Just ate applesauce I laced with percocets for dinner. I'm pretty sure my grandmother does the same thing.
you convinced the bartender to un-cut you off by letting him touch your boobs whenever you ordered a drink.
I love how my cats smell like pot.
It's 1 AM and there's a guy outside my house belting out Bennie and The Jets. He stops in between verses to puke. I'm joining him.
I walked into a McDonalds at 8:30 am with a half-eaten apple and a solo cup. Never felt so judged.
It's gameday bitch. Man up.
I hate you so much right now. You got us kicked out of my favorite bar because your drunk ass was hogging the Bluetooth jukebox and would play NOTHING but that goddamn skeleton song. IT'S NOT EVEN OCTOBER YET.
Spopky scrzy skeletonssz
I drank beer out of some sort of animal horn all night, then we fucked to a "viking metal" album. I feel like I should go pillage something to complete the Norse trifecta.
He woke up & asked where his pants were then asked where he was then asked who I was. Been married 20 yrs. He was drunkest ever.
So this was during drunk golfing. She started wacking me off on the ninth hole and an old couple rolls up next to us. And Says "hey gu- oh my golly" and while my penis is in her hand I'm like "sorry you guys can play through"

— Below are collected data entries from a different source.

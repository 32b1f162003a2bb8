//! Account lifecycle: registration and login.

use burger_core::validation::{validate_email, validate_password};
use burger_core::{AppError, AppResult, OptionExt, OptionStrExt, password};
use burger_db::{NewUser, User, UserPatch, UserProfile, flexible_date};
use chrono::NaiveDate;
use secrecy::{ExposeSecret, SecretString};
use serde::{Deserialize, Serialize};
use tracing::{info, warn};

use super::{ENTITY, UserService, required, required_password};

/// Message for any username/password mismatch, so callers cannot enumerate accounts.
const INVALID_CREDENTIALS: &str = "invalid credentials";

#[derive(Debug, Default, Deserialize)]
#[serde(rename_all = "camelCase")]
pub struct RegisterRequest {
    pub username: Option<String>,
    pub password: Option<String>,
    pub email: Option<String>,
    pub name: Option<String>,
    pub surname: Option<String>,
    pub phone: Option<String>,
    pub address: Option<String>,
    pub zipcode: Option<String>,
    pub city: Option<String>,
    #[serde(default, deserialize_with = "flexible_date::deserialize")]
    pub date_of_birth: Option<NaiveDate>,
}

#[derive(Debug, Serialize)]
pub struct RegisterResponse {
    pub message: &'static str,
    pub user: UserProfile,
}

#[derive(Debug, Default, Deserialize)]
pub struct LoginRequest {
    pub username: Option<String>,
    pub password: Option<String>,
}

#[derive(Debug, Serialize)]
pub struct LoginResponse {
    pub message: &'static str,
    pub token: String,
    pub user: UserProfile,
}

/// Administrator account provisioned at startup.
#[derive(Debug, Clone)]
pub struct AdminSeed {
    pub username: String,
    pub email: String,
    pub password: SecretString,
}

impl UserService {
    /// Creates a non-admin account.
    pub(super) async fn register(&self, req: RegisterRequest) -> AppResult<RegisterResponse> {
        let username = required("username", req.username)?;
        let password = required_password("password", req.password)?;
        let email = required("email", req.email)?;
        let name = required("name", req.name)?;

        validate_password(&password)?;
        validate_email(&email)?;
        self.ensure_available(Some(&username), Some(&email), None)
            .await?;

        let password_hash = password::hash_async(password).await?;

        let user = self
            .db
            .users
            .create(NewUser {
                username,
                password_hash,
                name,
                surname: req.surname.normalized(),
                email,
                phone: req.phone.normalized(),
                address: req.address.normalized(),
                zipcode: req.zipcode.normalized(),
                city: req.city.normalized(),
                date_of_birth: req.date_of_birth,
                is_admin: false,
            })
            .await?;

        info!(user_id = %user.id, username = %user.username, "User registered");

        Ok(RegisterResponse {
            message: "User registered successfully",
            user: user.profile(),
        })
    }

    /// Verifies credentials and issues a bearer token.
    pub(super) async fn login(&self, req: LoginRequest) -> AppResult<LoginResponse> {
        let (Some(username), Some(password)) = (
            req.username.normalized(),
            req.password.filter(|p| !p.is_empty()),
        ) else {
            return Err(AppError::invalid("username and password are required"));
        };

        let Some(user) = self.db.users.find_by_username(&username).await? else {
            warn!(username = %username, "Login for unknown username");
            return Err(AppError::Unauthenticated(INVALID_CREDENTIALS.to_string()));
        };

        if !password::verify_async(password, user.password_hash.clone()).await {
            warn!(user_id = %user.id, "Login with wrong password");
            return Err(AppError::Unauthenticated(INVALID_CREDENTIALS.to_string()));
        }

        let token = self.jwt.issue_token(&user)?;
        info!(user_id = %user.id, is_admin = user.is_admin, "User logged in");

        Ok(LoginResponse {
            message: "Login successful",
            token,
            user: user.profile(),
        })
    }

    /// Ensures the seeded administrator exists.
    ///
    /// A missing account is created with admin rights; an existing account
    /// with the same username is promoted. Its password is left untouched.
    pub async fn bootstrap_admin(&self, seed: AdminSeed) -> AppResult<User> {
        let username = required("username", Some(seed.username))?;
        let email = required("email", Some(seed.email))?;
        let password =
            required_password("password", Some(seed.password.expose_secret().to_string()))?;

        if let Some(existing) = self.db.users.find_by_username(&username).await? {
            if existing.is_admin {
                info!(user_id = %existing.id, "Administrator already provisioned");
                return Ok(existing);
            }

            let patch = UserPatch {
                is_admin: Some(true),
                ..UserPatch::default()
            };
            let user = self
                .db
                .users
                .update(existing.id, patch)
                .await?
                .or_not_found(ENTITY)?;
            info!(user_id = %user.id, "Existing user promoted to administrator");
            return Ok(user);
        }

        validate_password(&password)?;
        validate_email(&email)?;
        self.ensure_available(None, Some(&email), None).await?;

        let password_hash = password::hash_async(password).await?;
        let user = self
            .db
            .users
            .create(NewUser {
                name: username.clone(),
                username,
                password_hash,
                email,
                is_admin: true,
                ..NewUser::default()
            })
            .await?;

        info!(user_id = %user.id, username = %user.username, "Administrator provisioned");
        Ok(user)
    }
}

Sometimes I look at her and just start choking. She is that much of an evil entity.
I need to find a more reliable booty-call so I can start dating people and take it slow.
Just paid for birth control in all ones do you think she is judging me?
I love it when strippers help me get other strippers numbers.
All I can taste is Pickle Juice and Cocaine.
If you can wrestle my underwear off of me, you can top. It'll be like using an amulet in Legends of the Hidden Temple. Instead of not getting captured, you don't get fucked in the ass.